Gene array analysis demonstrates that hyperthemia enhances TTField-induced differential gene expression. (A) BxGEM cells were cultivated at 37°C in the absence (CO) or presence of TTFields (TTF) or were cultured at 38.5°C in the presence of TTFields (TTF+38.5°C) for 72 hours. Then, the mRNA was isolated, and gene array analysis was performed, followed by analysis of differentially regulated genes with a fold change of at least 1.5 and a significance of P < 0.05. Hierarchical cluster analysis was performed to organize the genes into clusters based on their expression similarities. Red: gene upregulation; Lilac: gene downregulation within a scale of 1.2 to -1.2. (B) Volcano plots were created and show the distribution of differentially expressed mRNAs in BxPc-3 cells cultured at 37°C in the absence (CO) or presence of TTFields (TTF vs CO) or at 38.5°C in the presence of TTFields (TTF+38.5°C vs CO).
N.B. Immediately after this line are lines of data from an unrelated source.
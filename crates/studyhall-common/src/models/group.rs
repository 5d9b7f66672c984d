//! Study group models.

use chrono::{DateTime, Utc};
use serde::{Deserialize, Serialize};
use uuid::Uuid;
use validator::Validate;

/// Persisted study group.
#[derive(Debug, Clone, Serialize, Deserialize, sqlx::FromRow)]
pub struct StudyGroup {
    pub id: Uuid,
    pub created_by: Uuid,
    pub name: String,
    pub description: String,
    pub category: String,
    pub subject: String,
    pub is_private: bool,
    #[serde(skip_serializing)]
    pub access_code: Option<String>,
    pub max_members: i32,
    pub created_at: DateTime<Utc>,
}

/// Group membership row.
#[derive(Debug, Clone, Serialize, Deserialize, sqlx::FromRow)]
pub struct GroupMember {
    pub group_id: Uuid,
    pub user_id: Uuid,
    /// "Admin" | "Member"
    pub role: String,
    pub is_active: bool,
    pub joined_at: DateTime<Utc>,
}

/// Persisted group chat message.
#[derive(Debug, Clone, Serialize, Deserialize, sqlx::FromRow)]
pub struct GroupMessage {
    pub id: Uuid,
    pub group_id: Uuid,
    pub user_id: Uuid,
    pub content: String,
    pub message_type: String,
    pub created_at: DateTime<Utc>,
}

/// Group creation request.
#[derive(Debug, Deserialize, Validate)]
#[serde(rename_all = "camelCase")]
pub struct CreateGroupRequest {
    #[validate(length(min = 1, max = 128, message = "Name required"))]
    pub name: String,

    #[validate(length(min = 1, max = 500, message = "Description required"))]
    pub description: String,

    #[validate(length(min = 1, max = 64, message = "Category required"))]
    pub category: String,

    pub subject: Option<String>,

    #[serde(default)]
    pub is_private: bool,

    pub access_code: Option<String>,

    #[validate(range(min = 2, max = 500))]
    pub max_members: Option<i32>,
}
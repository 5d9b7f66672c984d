//! # studyhall-common
//!
//! Shared foundation for all StudyHall services: configuration, error
//! types, JWT claims, request validation, and the domain models used by
//! both the REST API and the signaling layer.

pub mod auth;
pub mod config;
pub mod error;
pub mod models;
pub mod signal;
pub mod validation;

pub use error::{HallError, HallResult};
//! Health check endpoint — for load balancers, monitoring, and Docker health checks.

use axum::{extract::State, routing::get, Json, Router};
use serde::Serialize;
use std::sync::Arc;
use studyhall_db::repository::{rooms, users};
use studyhall_signaling::HubStats;

use crate::AppState;

#[derive(Serialize)]
struct HealthResponse {
    status: String,
    version: String,
    users: i64,
    rooms: i64,
    signaling: HubStats,
}

pub fn router() -> Router<Arc<AppState>> {
    Router::new().route("/health", get(health_check))
}

async fn health_check(State(state): State<Arc<AppState>>) -> Json<HealthResponse> {
    // A failing count means the database is unreachable.
    let user_count = users::count_users(&state.db.pool).await;
    let room_count = rooms::count_rooms(&state.db.pool).await;
    let db_ok = user_count.is_ok() && room_count.is_ok();

    Json(HealthResponse {
        status: if db_ok {
            "healthy".into()
        } else {
            "degraded".into()
        },
        version: env!("CARGO_PKG_VERSION").to_string(),
        users: user_count.unwrap_or(-1),
        rooms: room_count.unwrap_or(-1),
        signaling: state.hub.stats().await,
    })
}
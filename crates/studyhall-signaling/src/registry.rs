//! Connection registry — binds a user identity to its live connection.
//!
//! At most one connection is tracked per user. Registering a new
//! connection for a user who already has one returns the superseded
//! handle so the caller can tear down its room memberships and tell the
//! old transport why it is being dropped.

use std::collections::HashMap;
use std::sync::Arc;
use studyhall_common::signal::ServerEvent;
use tokio::sync::{RwLock, mpsc};
use uuid::Uuid;

/// Handle to one live signaling connection. Cheap to clone; sending is
/// non-blocking (unbounded channel drained by the connection's writer
/// task), so fan-out to a slow peer never stalls the others.
#[derive(Debug, Clone)]
pub struct ConnHandle {
    pub connection_id: Uuid,
    pub user_id: Uuid,
    tx: mpsc::UnboundedSender<ServerEvent>,
}

impl ConnHandle {
    pub fn new(
        connection_id: Uuid,
        user_id: Uuid,
        tx: mpsc::UnboundedSender<ServerEvent>,
    ) -> Self {
        Self {
            connection_id,
            user_id,
            tx,
        }
    }

    /// Queue an event for delivery. Returns false if the connection's
    /// writer task is gone; callers treat that as a missed delivery,
    /// never as a reason to abort a broadcast.
    pub fn send(&self, event: ServerEvent) -> bool {
        self.tx.send(event).is_ok()
    }
}

/// Two indexes for fast lookups:
/// - `by_user`: user id → handle ("where is this user?")
/// - `by_conn`: connection id → handle (signal relay by target id)
#[derive(Clone, Default)]
pub struct ConnectionRegistry {
    by_user: Arc<RwLock<HashMap<Uuid, ConnHandle>>>,
    by_conn: Arc<RwLock<HashMap<Uuid, ConnHandle>>>,
}

impl ConnectionRegistry {
    pub fn new() -> Self {
        Self::default()
    }

    /// Register a connection, last-writer-wins. Returns the superseded
    /// handle when the user already had one.
    pub async fn register(&self, handle: ConnHandle) -> Option<ConnHandle> {
        let old = self
            .by_user
            .write()
            .await
            .insert(handle.user_id, handle.clone());

        let mut conns = self.by_conn.write().await;
        if let Some(ref old) = old {
            conns.remove(&old.connection_id);
        }
        conns.insert(handle.connection_id, handle.clone());
        drop(conns);

        if old.is_some() {
            tracing::info!(
                user = %handle.user_id,
                conn = %handle.connection_id,
                "Connection superseded a prior session"
            );
        }
        old
    }

    pub async fn lookup(&self, user_id: Uuid) -> Option<ConnHandle> {
        self.by_user.read().await.get(&user_id).cloned()
    }

    pub async fn lookup_conn(&self, connection_id: Uuid) -> Option<ConnHandle> {
        self.by_conn.read().await.get(&connection_id).cloned()
    }

    /// Remove a user's mapping, but only if it still points at the given
    /// connection. A stale disconnect racing a reconnect must not remove
    /// the newer registration.
    pub async fn unregister(&self, user_id: Uuid, connection_id: Uuid) -> bool {
        let mut users = self.by_user.write().await;
        match users.get(&user_id) {
            Some(h) if h.connection_id == connection_id => {
                users.remove(&user_id);
                drop(users);
                self.by_conn.write().await.remove(&connection_id);
                true
            }
            _ => {
                // Still drop the connection index entry for this id.
                drop(users);
                self.by_conn.write().await.remove(&connection_id);
                false
            }
        }
    }

    pub async fn connected_count(&self) -> usize {
        self.by_user.read().await.len()
    }
}

#[cfg(test)]
mod tests {
    use super::*;

    fn handle(user: Uuid) -> (ConnHandle, mpsc::UnboundedReceiver<ServerEvent>) {
        let (tx, rx) = mpsc::unbounded_channel();
        (ConnHandle::new(Uuid::new_v4(), user, tx), rx)
    }

    #[tokio::test]
    async fn register_is_last_writer_wins() {
        let registry = ConnectionRegistry::new();
        let user = Uuid::new_v4();
        let (first, _rx1) = handle(user);
        let (second, _rx2) = handle(user);

        assert!(registry.register(first.clone()).await.is_none());
        let superseded = registry.register(second.clone()).await.unwrap();
        assert_eq!(superseded.connection_id, first.connection_id);

        let current = registry.lookup(user).await.unwrap();
        assert_eq!(current.connection_id, second.connection_id);
        // The stale connection id is no longer routable.
        assert!(registry.lookup_conn(first.connection_id).await.is_none());
        assert!(registry.lookup_conn(second.connection_id).await.is_some());
    }

    #[tokio::test]
    async fn stale_disconnect_does_not_remove_newer_registration() {
        let registry = ConnectionRegistry::new();
        let user = Uuid::new_v4();
        let (old, _rx1) = handle(user);
        let (new, _rx2) = handle(user);

        registry.register(old.clone()).await;
        registry.register(new.clone()).await;

        // The old transport finally closes and fires its cleanup.
        assert!(!registry.unregister(user, old.connection_id).await);
        assert!(registry.lookup(user).await.is_some());

        assert!(registry.unregister(user, new.connection_id).await);
        assert!(registry.lookup(user).await.is_none());
    }

    #[tokio::test]
    async fn unregister_absent_user_is_noop() {
        let registry = ConnectionRegistry::new();
        assert!(!registry.unregister(Uuid::new_v4(), Uuid::new_v4()).await);
    }
}
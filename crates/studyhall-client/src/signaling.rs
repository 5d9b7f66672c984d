//! Async WebSocket signaling client.
//!
//! Maintains the connection in a background task with auto-reconnect and
//! exponential backoff; consumers subscribe to a broadcast of
//! [`ClientEvent`]s and push ops through the returned handle. After a
//! reconnect, subscribers see `Reconnecting` then a fresh `Connected` —
//! that is the cue to tear down peer sessions and rejoin.

use std::sync::Arc;
use std::time::Duration;

use futures_util::{SinkExt, StreamExt};
use studyhall_common::signal::{ClientOp, ServerEvent};
use tokio::sync::{Mutex, broadcast, mpsc};
use tokio::time::sleep;
use tokio_tungstenite::{connect_async, tungstenite::Message};
use tracing::{debug, error, warn};
use uuid::Uuid;

use crate::error::{ClientError, Result};

const DEFAULT_URL: &str = "ws://localhost:3002/signaling";

/// Events surfaced to subscribers, wrapping the wire events with
/// connection lifecycle notices.
#[derive(Debug, Clone)]
pub enum ClientEvent {
    /// Identified on a (re)established connection.
    Connected { connection_id: Uuid },
    /// A server event arrived.
    Event(ServerEvent),
    /// Connection lost; a reconnect attempt is scheduled.
    Reconnecting { attempt: u32 },
    /// Gave up reconnecting.
    Closed,
}

/// Async signaling client.
///
/// ```rust,no_run
/// use studyhall_client::signaling::SignalingClient;
///
/// #[tokio::main]
/// async fn main() -> studyhall_client::Result<()> {
///     let client = SignalingClient::new("my-access-token", None);
///     let mut events = client.subscribe();
///     client.connect().await?; // spawns background task
///     while let Ok(event) = events.recv().await {
///         println!("{event:?}");
///     }
///     Ok(())
/// }
/// ```
pub struct SignalingClient {
    token: String,
    avatar_url: Option<String>,
    url: String,
    max_reconnect: u32,
    events: broadcast::Sender<ClientEvent>,
    ops_tx: mpsc::UnboundedSender<ClientOp>,
    ops_rx: Arc<Mutex<mpsc::UnboundedReceiver<ClientOp>>>,
}

impl SignalingClient {
    pub fn new(token: impl Into<String>, url: Option<&str>) -> Self {
        let (events, _) = broadcast::channel(256);
        let (ops_tx, ops_rx) = mpsc::unbounded_channel();
        Self {
            token: token.into(),
            avatar_url: None,
            url: url.unwrap_or(DEFAULT_URL).to_owned(),
            max_reconnect: 10,
            events,
            ops_tx,
            ops_rx: Arc::new(Mutex::new(ops_rx)),
        }
    }

    pub fn with_avatar(mut self, avatar_url: impl Into<String>) -> Self {
        self.avatar_url = Some(avatar_url.into());
        self
    }

    /// Subscribe to connection and server events.
    pub fn subscribe(&self) -> broadcast::Receiver<ClientEvent> {
        self.events.subscribe()
    }

    /// Queue an op for the server. Ops queued while reconnecting are
    /// delivered once the connection is back.
    pub fn send(&self, op: ClientOp) -> Result<()> {
        self.ops_tx.send(op).map_err(|_| ClientError::Closed)
    }

    pub fn join(&self, room_id: Uuid, access_code: Option<String>) -> Result<()> {
        self.send(ClientOp::Join {
            room_id,
            access_code,
        })
    }

    pub fn chat(&self, content: impl Into<String>) -> Result<()> {
        self.send(ClientOp::ChatSend {
            content: content.into(),
        })
    }

    pub fn pin(&self, message_id: Uuid) -> Result<()> {
        self.send(ClientOp::Pin { message_id })
    }

    /// Relay an opaque WebRTC payload to a peer's connection id.
    pub fn signal(&self, target: Uuid, payload: serde_json::Value) -> Result<()> {
        self.send(ClientOp::WebRtcSignal { payload, target })
    }

    pub fn leave(&self) -> Result<()> {
        self.send(ClientOp::Leave)
    }

    /// Spawns the background connection task and returns immediately;
    /// use [`subscribe`](Self::subscribe) to observe events.
    pub async fn connect(&self) -> Result<()> {
        let token = self.token.clone();
        let avatar_url = self.avatar_url.clone();
        let url = self.url.clone();
        let max_reconnect = self.max_reconnect;
        let events = self.events.clone();
        let ops_rx = Arc::clone(&self.ops_rx);

        tokio::spawn(async move {
            let mut attempts = 0u32;
            loop {
                match run_once(&token, avatar_url.as_deref(), &url, &events, &ops_rx).await {
                    Ok(()) => break, // clean close requested by server
                    Err(e) => {
                        attempts += 1;
                        if attempts > max_reconnect {
                            error!("Signaling: max reconnect attempts reached: {e}");
                            let _ = events.send(ClientEvent::Closed);
                            break;
                        }
                        let delay = Duration::from_secs(u64::min(2u64.pow(attempts), 30));
                        warn!(
                            "Signaling: disconnected ({e}), reconnecting in {delay:?} (attempt {attempts})"
                        );
                        let _ = events.send(ClientEvent::Reconnecting { attempt: attempts });
                        sleep(delay).await;
                    }
                }
            }
        });

        Ok(())
    }
}

async fn run_once(
    token: &str,
    avatar_url: Option<&str>,
    url: &str,
    events: &broadcast::Sender<ClientEvent>,
    ops_rx: &Mutex<mpsc::UnboundedReceiver<ClientOp>>,
) -> Result<()> {
    let (ws, _) = connect_async(url).await?;
    let (mut sink, mut stream) = ws.split();

    let identify = ClientOp::Identify {
        token: token.to_owned(),
        avatar_url: avatar_url.map(str::to_owned),
    };
    sink.send(Message::Text(serde_json::to_string(&identify)?.into()))
        .await?;

    let mut ops = ops_rx.lock().await;
    loop {
        tokio::select! {
            op = ops.recv() => {
                let Some(op) = op else { return Ok(()) };
                sink.send(Message::Text(serde_json::to_string(&op)?.into())).await?;
            }
            msg = stream.next() => {
                let Some(msg) = msg else { return Err(ClientError::Closed) };
                let text = match msg? {
                    Message::Text(t) => t,
                    Message::Close(_) => return Err(ClientError::Closed),
                    _ => continue,
                };
                match serde_json::from_str::<ServerEvent>(&text) {
                    Ok(ServerEvent::Ready { connection_id }) => {
                        debug!(conn = %connection_id, "Signaling client ready");
                        let _ = events.send(ClientEvent::Connected { connection_id });
                    }
                    Ok(event) => {
                        let _ = events.send(ClientEvent::Event(event));
                    }
                    Err(e) => warn!("Signaling: unparseable frame: {e}"),
                }
            }
        }
    }
}
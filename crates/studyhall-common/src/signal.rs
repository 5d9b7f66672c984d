//! Wire contract for the signaling channel, shared by the server and the
//! client SDK.
//!
//! Every frame is a JSON object with an `op` discriminant and a
//! type-specific `d` payload. Clients send [`ClientOp`], the server sends
//! [`ServerEvent`]. WebRTC payloads (SDP, ICE candidates) are relayed as
//! opaque JSON — the server routes them by target connection id and never
//! inspects their contents.

use chrono::{DateTime, Utc};
use serde::{Deserialize, Serialize};
use uuid::Uuid;

/// One user's membership in one room. Display fields are a snapshot
/// taken at join time, never live-updated.
#[derive(Debug, Clone, Serialize, Deserialize)]
pub struct PresenceEntry {
    pub user_id: Uuid,
    pub connection_id: Uuid,
    pub display_name: String,
    pub display_avatar: Option<String>,
    pub joined_at: DateTime<Utc>,
}

/// Transient chat relay copy. The durable record is written separately
/// and shares this id; the two paths are not transactionally linked.
#[derive(Debug, Clone, Serialize, Deserialize)]
pub struct ChatRelay {
    pub id: Uuid,
    pub room_id: Uuid,
    pub user_id: Uuid,
    pub display_name: String,
    pub content: String,
    pub sent_at: DateTime<Utc>,
}

/// Client → server operations.
#[derive(Debug, Clone, Serialize, Deserialize)]
#[serde(tag = "op", content = "d")]
pub enum ClientOp {
    /// Authenticate with a JWT access token. Must be the first frame on
    /// the connection; anything else gets the connection closed.
    Identify {
        token: String,
        /// Display avatar for presence snapshots, captured at identify
        /// time alongside the verified display name from the token.
        avatar_url: Option<String>,
    },

    /// Join a study room. Switches rooms if already in one.
    Join {
        room_id: Uuid,
        access_code: Option<String>,
    },

    /// Send a chat message to the current room.
    ChatSend { content: String },

    /// Pin a message in the current room (owner only).
    Pin { message_id: Uuid },

    /// Relay a WebRTC negotiation payload to one peer's connection.
    WebRtcSignal {
        payload: serde_json::Value,
        target: Uuid,
    },

    /// Leave the current room without disconnecting.
    Leave,
}

/// Server → client events.
#[derive(Debug, Clone, Serialize, Deserialize)]
#[serde(tag = "op", content = "d")]
pub enum ServerEvent {
    /// Authentication succeeded; here is your connection id. Peers
    /// address WebRTC signals to this id.
    Ready { connection_id: Uuid },

    /// Full room snapshot, sent to the joiner only.
    RoomParticipants {
        room_id: Uuid,
        participants: Vec<PresenceEntry>,
        recent_messages: Vec<ChatRelay>,
        pinned_message_ids: Vec<Uuid>,
    },

    /// A user joined the room.
    UserJoined { entry: PresenceEntry },

    /// A user left the room (explicit leave or disconnect).
    UserLeft { entry: PresenceEntry },

    /// Chat message relayed to all room members, sender included.
    NewMessage { message: ChatRelay },

    /// A message was pinned (already durably recorded).
    MessagePinned {
        pin_id: Uuid,
        message_id: Uuid,
        pinned_by: Uuid,
    },

    /// WebRTC payload relayed from another peer.
    WebRtcSignal {
        payload: serde_json::Value,
        from: Uuid,
    },

    /// Error scoped to this connection; the connection stays usable.
    Error { code: u32, message: String },
}

/// Error codes on the signaling channel.
pub mod codes {
    /// Malformed or out-of-place frame.
    pub const BAD_FRAME: u32 = 4000;
    /// Token validation failed at identify.
    pub const BAD_TOKEN: u32 = 4001;
    /// Operation requires being in a room.
    pub const NOT_IN_ROOM: u32 = 4003;
    /// Token valid but identify refused (bad subject).
    pub const BAD_IDENTITY: u32 = 4004;
    /// Private room access code missing or wrong.
    pub const BAD_ACCESS_CODE: u32 = 4005;
    /// A newer connection for this user replaced this one.
    pub const SUPERSEDED: u32 = 4006;
    /// Pin attempted by someone other than the room owner.
    pub const NOT_OWNER: u32 = 4007;
    /// Empty or oversized chat message.
    pub const BAD_MESSAGE: u32 = 4008;
    /// Room record not found at join.
    pub const ROOM_NOT_FOUND: u32 = 4040;
    /// Room directory lookup failed or timed out; retryable.
    pub const LOOKUP_FAILED: u32 = 5001;
    /// Pin could not be durably recorded; not applied.
    pub const PIN_FAILED: u32 = 5002;
}

#[cfg(test)]
mod tests {
    use super::*;

    #[test]
    fn frames_round_trip_through_op_d_shape() {
        let op = ClientOp::Join {
            room_id: Uuid::new_v4(),
            access_code: Some("1234".into()),
        };
        let json = serde_json::to_value(&op).unwrap();
        assert_eq!(json["op"], "Join");
        assert!(json["d"]["room_id"].is_string());

        let back: ClientOp = serde_json::from_value(json).unwrap();
        assert!(matches!(back, ClientOp::Join { .. }));
    }

    #[test]
    fn relay_payload_stays_opaque() {
        let payload = serde_json::json!({"type": "offer", "sdp": "v=0\r\no=- 0 0"});
        let event = ServerEvent::WebRtcSignal {
            payload: payload.clone(),
            from: Uuid::new_v4(),
        };
        let json = serde_json::to_string(&event).unwrap();
        let back: ServerEvent = serde_json::from_str(&json).unwrap();
        match back {
            ServerEvent::WebRtcSignal { payload: p, .. } => assert_eq!(p, payload),
            other => panic!("expected WebRtcSignal, got {other:?}"),
        }
    }
}
use serde_json::Value;

use crate::error::{DesignError, Result};
use crate::factor::{check_factor_levels, contains_marker, cross_product, FactorPlan};
use crate::tree::{contains, deep_merge};
use crate::{CMD, FACTOR, MAX_RUNS_PER_EXPERIMENT};

/// Builds one run per `factor_levels` entry and cross-product fragment.
///
/// `commands` is the `$CMD$` mapping (host type to normalized command list)
/// attached to every run. Runs matching an exclusion filter are dropped.
pub fn expand_runs(
    experiment: &str,
    plan: &FactorPlan,
    factor_levels: &[Value],
    except_filters: &[Value],
    commands: &Value,
) -> Result<Vec<Value>> {
    check_factor_levels(experiment, &plan.level_paths, factor_levels)?;
    let total = plan.run_count(factor_levels.len());
    if total > MAX_RUNS_PER_EXPERIMENT {
        return Err(DesignError::factor(
            experiment,
            format!(
                "design expands to {} runs, more than the limit of {}",
                total, MAX_RUNS_PER_EXPERIMENT
            ),
        ));
    }
    let fragments = cross_product(&plan.cross)?;

    let mut runs = Vec::with_capacity(factor_levels.len() * fragments.len());
    let mut excluded = 0usize;
    for entry in factor_levels {
        for fragment in &fragments {
            let mut run = plan.skeleton.clone();
            deep_merge(&mut run, fragment);
            deep_merge(&mut run, entry);
            if contains_marker(&run) {
                return Err(DesignError::factor(
                    experiment,
                    format!("{} left unresolved after merging levels", FACTOR),
                ));
            }
            let Value::Object(map) = &mut run else {
                return Err(DesignError::schema(
                    format!("{}.base_experiment", experiment),
                    "base_experiment must be a mapping",
                ));
            };
            map.insert(CMD.to_string(), commands.clone());

            if let Some(idx) = except_filters.iter().position(|f| contains(&run, f)) {
                tracing::debug!(experiment, filter = idx, "run excluded by filter");
                excluded += 1;
                continue;
            }
            runs.push(run);
        }
    }

    tracing::info!(
        experiment,
        runs = runs.len(),
        excluded,
        "expanded experiment"
    );
    Ok(runs)
}
use std::collections::BTreeSet;
use std::path::Path;

use walkdir::WalkDir;

use crate::error::{DesignError, Result};

/// Host types and setup roles known to the project. Built once by the caller
/// and handed to the validator.
#[derive(Debug, Clone, Default, PartialEq, Eq)]
pub struct Registry {
    host_types: BTreeSet<String>,
    roles: BTreeSet<String>,
}

impl Registry {
    pub fn new<H, R, S, T>(host_types: H, roles: R) -> Self
    where
        H: IntoIterator<Item = S>,
        R: IntoIterator<Item = T>,
        S: Into<String>,
        T: Into<String>,
    {
        Self {
            host_types: host_types.into_iter().map(Into::into).collect(),
            roles: roles.into_iter().map(Into::into).collect(),
        }
    }

    /// One host type per directory in `group_vars_dir`, one role per
    /// directory in `roles_dir`. A missing roles directory means no roles.
    pub fn scan(group_vars_dir: &Path, roles_dir: &Path) -> Result<Self> {
        if !group_vars_dir.is_dir() {
            return Err(DesignError::Io {
                path: group_vars_dir.to_path_buf(),
                source: std::io::Error::new(
                    std::io::ErrorKind::NotFound,
                    "group vars directory not found",
                ),
            });
        }
        let host_types = subdirectory_names(group_vars_dir)?
            .into_iter()
            .filter(|name| name != "all")
            .collect::<BTreeSet<_>>();
        let roles = if roles_dir.is_dir() {
            subdirectory_names(roles_dir)?
        } else {
            BTreeSet::new()
        };
        tracing::debug!(
            host_types = host_types.len(),
            roles = roles.len(),
            "scanned registry"
        );
        Ok(Self { host_types, roles })
    }

    pub fn has_host_type(&self, name: &str) -> bool {
        self.host_types.contains(name)
    }

    pub fn has_role(&self, name: &str) -> bool {
        self.roles.contains(name)
    }

    pub fn host_types(&self) -> impl Iterator<Item = &str> {
        self.host_types.iter().map(String::as_str)
    }

    pub fn roles(&self) -> impl Iterator<Item = &str> {
        self.roles.iter().map(String::as_str)
    }
}

fn subdirectory_names(dir: &Path) -> Result<BTreeSet<String>> {
    let mut names = BTreeSet::new();
    for entry in WalkDir::new(dir).min_depth(1).max_depth(1) {
        let entry = entry.map_err(|e| DesignError::Io {
            path: dir.to_path_buf(),
            source: e
                .into_io_error()
                .unwrap_or_else(|| std::io::Error::new(std::io::ErrorKind::Other, "walk failed")),
        })?;
        if entry.file_type().is_dir() {
            if let Some(name) = entry.file_name().to_str() {
                names.insert(name.to_string());
            }
        }
    }
    Ok(names)
}
/// A leaf may render once every `my_run.*` value it reads is settled. The
/// leaf itself is ignored so that reading a parent mapping does not block.
fn dependencies_ready(tmpl: &Template<'_, '_>, snapshot: &Value, own: &[String]) -> bool {
    tmpl.undeclared_variables(true).iter().all(|dep| {
        let mut parts = dep.split('.');
        if parts.next() != Some(RUN_BINDING) {
            return true;
        }
        let mut cur = snapshot;
        let mut at: LeafPath = Vec::new();
        for seg in parts {
            match cur {
                Value::Object(map) => match map.get(seg) {
                    Some(next) => {
                        cur = next;
                        at.push(seg.to_string());
                    }
                    // The key may still be waiting for its own rendering.
                    None => return !map.keys().any(|k| has_delimiters(k)),
                },
                Value::String(s) => return !has_delimiters(s),
                _ => return true,
            }
        }
        !has_pending_below(cur, &mut at, own)
    })
}

fn has_pending_below(value: &Value, path: &mut LeafPath, own: &[String]) -> bool {
    match value {
        Value::String(s) => has_delimiters(s) && path.as_slice() != own,
        Value::Array(items) => items.iter().enumerate().any(|(idx, item)| {
            path.push(idx.to_string());
            let found = has_pending_below(item, path, own);
            path.pop();
            found
        }),
        Value::Object(map) => map.iter().any(|(key, item)| {
            path.push(key.clone());
            let found = (has_delimiters(key) && path.as_slice() != own)
                || has_pending_below(item, path, own);
            path.pop();
            found
        }),
        _ => false,
    }
}

/// The expression text of a source that is exactly one `[% .. %]` block,
/// without whitespace-control markers.
fn single_expression(source: &str) -> Option<&str> {
    let t = source.trim();
    if t.len() < EXPR_START.len() + EXPR_END.len()
        || !t.starts_with(EXPR_START)
        || !t.ends_with(EXPR_END)
    {
        return None;
    }
    let mut inner = &t[EXPR_START.len()..t.len() - EXPR_END.len()];
    if inner.contains(EXPR_START) || inner.contains(EXPR_END) {
        return None;
    }
    if let Some(rest) = inner.strip_prefix(&['-', '+'][..]) {
        if rest.starts_with(char::is_whitespace) {
            inner = rest;
        }
    }
    if let Some(rest) = inner.strip_suffix(&['-', '+'][..]) {
        if rest.ends_with(char::is_whitespace) {
            inner = rest;
        }
    }
    let inner = inner.trim();
    if inner.is_empty() {
        None
    } else {
        Some(inner)
    }
}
Red: (upregulated genes); Green (downregulated genes). The X-axis represents the expression profiles of multiple genes. The Y-axis represents the magnitude of gene expression changes. FC = 1.5, P < 0.05. (C) A KEGG enrichment analysis was performed to compare differentially regulated pathways between cells treated with TTFields + 38.5°C and control cells, which were cultivated at 37°C. The X-axis represents the rich factor, and the Y‐axis represents the KEGG terms. Rich factor: ratio of differentially expressed gene numbers annotated in this pathway term to all gene numbers annotated in this pathway term. The greater the Rich factor, the greater the degree of pathway enrichment. The size of the circles increases with the gene count. Different circle colors represent distinct Q values as indicated.